## WHAT THE TASK ASKS
Go through the lines below. Copy those with "erpgate".

## Saved data entries
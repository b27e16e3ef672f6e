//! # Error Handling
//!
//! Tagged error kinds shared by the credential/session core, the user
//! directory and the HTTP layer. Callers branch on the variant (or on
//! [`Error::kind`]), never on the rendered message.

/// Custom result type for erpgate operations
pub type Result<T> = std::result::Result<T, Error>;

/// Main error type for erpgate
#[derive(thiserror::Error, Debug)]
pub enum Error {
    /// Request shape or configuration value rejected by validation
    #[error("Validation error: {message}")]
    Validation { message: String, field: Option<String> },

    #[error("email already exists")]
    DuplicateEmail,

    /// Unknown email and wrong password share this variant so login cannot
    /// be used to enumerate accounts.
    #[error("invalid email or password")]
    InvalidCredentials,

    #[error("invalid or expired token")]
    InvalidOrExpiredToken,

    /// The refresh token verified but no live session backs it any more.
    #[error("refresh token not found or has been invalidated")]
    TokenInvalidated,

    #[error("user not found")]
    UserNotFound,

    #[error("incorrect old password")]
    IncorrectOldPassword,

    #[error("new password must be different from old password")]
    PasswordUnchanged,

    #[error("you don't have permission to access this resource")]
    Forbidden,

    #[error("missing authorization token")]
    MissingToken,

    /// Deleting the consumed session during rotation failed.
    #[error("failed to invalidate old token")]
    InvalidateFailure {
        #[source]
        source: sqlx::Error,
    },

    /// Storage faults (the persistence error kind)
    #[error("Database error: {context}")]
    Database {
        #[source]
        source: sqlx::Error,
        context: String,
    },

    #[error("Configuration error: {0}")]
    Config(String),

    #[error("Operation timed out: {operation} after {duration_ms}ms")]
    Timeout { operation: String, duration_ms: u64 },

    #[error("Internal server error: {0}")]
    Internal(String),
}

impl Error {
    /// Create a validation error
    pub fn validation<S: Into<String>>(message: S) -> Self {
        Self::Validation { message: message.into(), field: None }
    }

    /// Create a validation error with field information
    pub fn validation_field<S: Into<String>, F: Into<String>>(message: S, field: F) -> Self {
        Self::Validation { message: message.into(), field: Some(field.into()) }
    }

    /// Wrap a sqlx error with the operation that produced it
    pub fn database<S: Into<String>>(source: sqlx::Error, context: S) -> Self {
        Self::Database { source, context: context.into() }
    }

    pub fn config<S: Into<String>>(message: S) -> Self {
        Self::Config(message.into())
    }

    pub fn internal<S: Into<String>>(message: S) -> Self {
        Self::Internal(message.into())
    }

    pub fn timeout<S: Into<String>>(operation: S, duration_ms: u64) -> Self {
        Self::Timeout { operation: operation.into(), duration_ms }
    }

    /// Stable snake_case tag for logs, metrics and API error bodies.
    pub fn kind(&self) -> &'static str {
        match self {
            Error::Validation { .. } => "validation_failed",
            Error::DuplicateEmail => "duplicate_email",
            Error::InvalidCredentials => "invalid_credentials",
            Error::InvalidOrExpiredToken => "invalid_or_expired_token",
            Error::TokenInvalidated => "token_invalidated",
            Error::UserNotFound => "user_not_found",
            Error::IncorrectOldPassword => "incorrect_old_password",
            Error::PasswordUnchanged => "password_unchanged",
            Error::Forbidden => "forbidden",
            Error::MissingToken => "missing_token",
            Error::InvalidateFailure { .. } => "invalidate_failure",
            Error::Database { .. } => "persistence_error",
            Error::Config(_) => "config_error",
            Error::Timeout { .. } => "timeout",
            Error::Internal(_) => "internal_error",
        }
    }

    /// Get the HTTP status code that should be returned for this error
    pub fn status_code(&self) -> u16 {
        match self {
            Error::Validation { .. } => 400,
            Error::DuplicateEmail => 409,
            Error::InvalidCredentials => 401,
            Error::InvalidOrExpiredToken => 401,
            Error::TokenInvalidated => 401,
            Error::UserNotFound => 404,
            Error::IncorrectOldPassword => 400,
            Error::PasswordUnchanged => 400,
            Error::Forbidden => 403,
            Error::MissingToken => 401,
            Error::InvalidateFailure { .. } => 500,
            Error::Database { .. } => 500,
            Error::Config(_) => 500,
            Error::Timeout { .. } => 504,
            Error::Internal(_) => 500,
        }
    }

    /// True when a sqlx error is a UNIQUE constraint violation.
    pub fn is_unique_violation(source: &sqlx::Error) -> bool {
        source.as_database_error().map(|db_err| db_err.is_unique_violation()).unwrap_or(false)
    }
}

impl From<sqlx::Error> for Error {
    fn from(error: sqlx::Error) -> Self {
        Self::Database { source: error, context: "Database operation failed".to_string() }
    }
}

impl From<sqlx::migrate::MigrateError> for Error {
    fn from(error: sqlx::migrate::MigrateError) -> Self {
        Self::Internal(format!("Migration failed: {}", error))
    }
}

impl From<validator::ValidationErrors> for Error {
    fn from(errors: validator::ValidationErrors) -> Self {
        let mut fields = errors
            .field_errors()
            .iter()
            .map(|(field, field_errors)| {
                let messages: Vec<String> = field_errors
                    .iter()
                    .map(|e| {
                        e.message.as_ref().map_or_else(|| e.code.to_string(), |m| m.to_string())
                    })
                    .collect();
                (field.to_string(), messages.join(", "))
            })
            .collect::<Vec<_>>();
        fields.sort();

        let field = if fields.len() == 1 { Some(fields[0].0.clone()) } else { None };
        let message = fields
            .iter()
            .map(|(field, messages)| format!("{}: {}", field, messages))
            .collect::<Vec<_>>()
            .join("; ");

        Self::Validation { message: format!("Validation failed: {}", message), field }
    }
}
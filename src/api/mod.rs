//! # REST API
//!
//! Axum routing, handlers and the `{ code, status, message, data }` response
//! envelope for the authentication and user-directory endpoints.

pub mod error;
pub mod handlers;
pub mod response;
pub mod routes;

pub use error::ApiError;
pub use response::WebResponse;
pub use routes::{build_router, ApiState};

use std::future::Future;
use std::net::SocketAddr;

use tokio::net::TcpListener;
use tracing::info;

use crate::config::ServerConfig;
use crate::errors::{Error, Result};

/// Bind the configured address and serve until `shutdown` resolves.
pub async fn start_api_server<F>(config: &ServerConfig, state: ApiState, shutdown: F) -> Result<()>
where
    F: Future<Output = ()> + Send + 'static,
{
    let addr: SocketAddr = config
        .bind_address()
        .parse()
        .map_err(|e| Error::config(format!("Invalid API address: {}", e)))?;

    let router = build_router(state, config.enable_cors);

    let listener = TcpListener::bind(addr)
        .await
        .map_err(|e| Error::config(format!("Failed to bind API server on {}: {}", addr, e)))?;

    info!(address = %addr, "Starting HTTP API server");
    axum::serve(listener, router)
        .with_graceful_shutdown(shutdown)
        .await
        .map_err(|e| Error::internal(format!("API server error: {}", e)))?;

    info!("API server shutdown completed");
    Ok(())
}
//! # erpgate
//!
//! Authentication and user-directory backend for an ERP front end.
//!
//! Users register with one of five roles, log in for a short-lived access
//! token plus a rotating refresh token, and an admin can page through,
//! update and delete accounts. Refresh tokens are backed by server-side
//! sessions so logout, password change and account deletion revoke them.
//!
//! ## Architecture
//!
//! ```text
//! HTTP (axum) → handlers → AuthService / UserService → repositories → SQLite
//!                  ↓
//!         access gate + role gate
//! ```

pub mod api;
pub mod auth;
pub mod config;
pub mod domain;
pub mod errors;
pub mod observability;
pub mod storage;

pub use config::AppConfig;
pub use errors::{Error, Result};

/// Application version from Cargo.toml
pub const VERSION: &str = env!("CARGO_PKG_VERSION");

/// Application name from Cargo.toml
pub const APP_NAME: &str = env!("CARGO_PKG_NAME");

## SOLUTION FOR THIS EXERCISE
/// Custom result type for erpgate operations
/// Main error type for erpgate
//! # erpgate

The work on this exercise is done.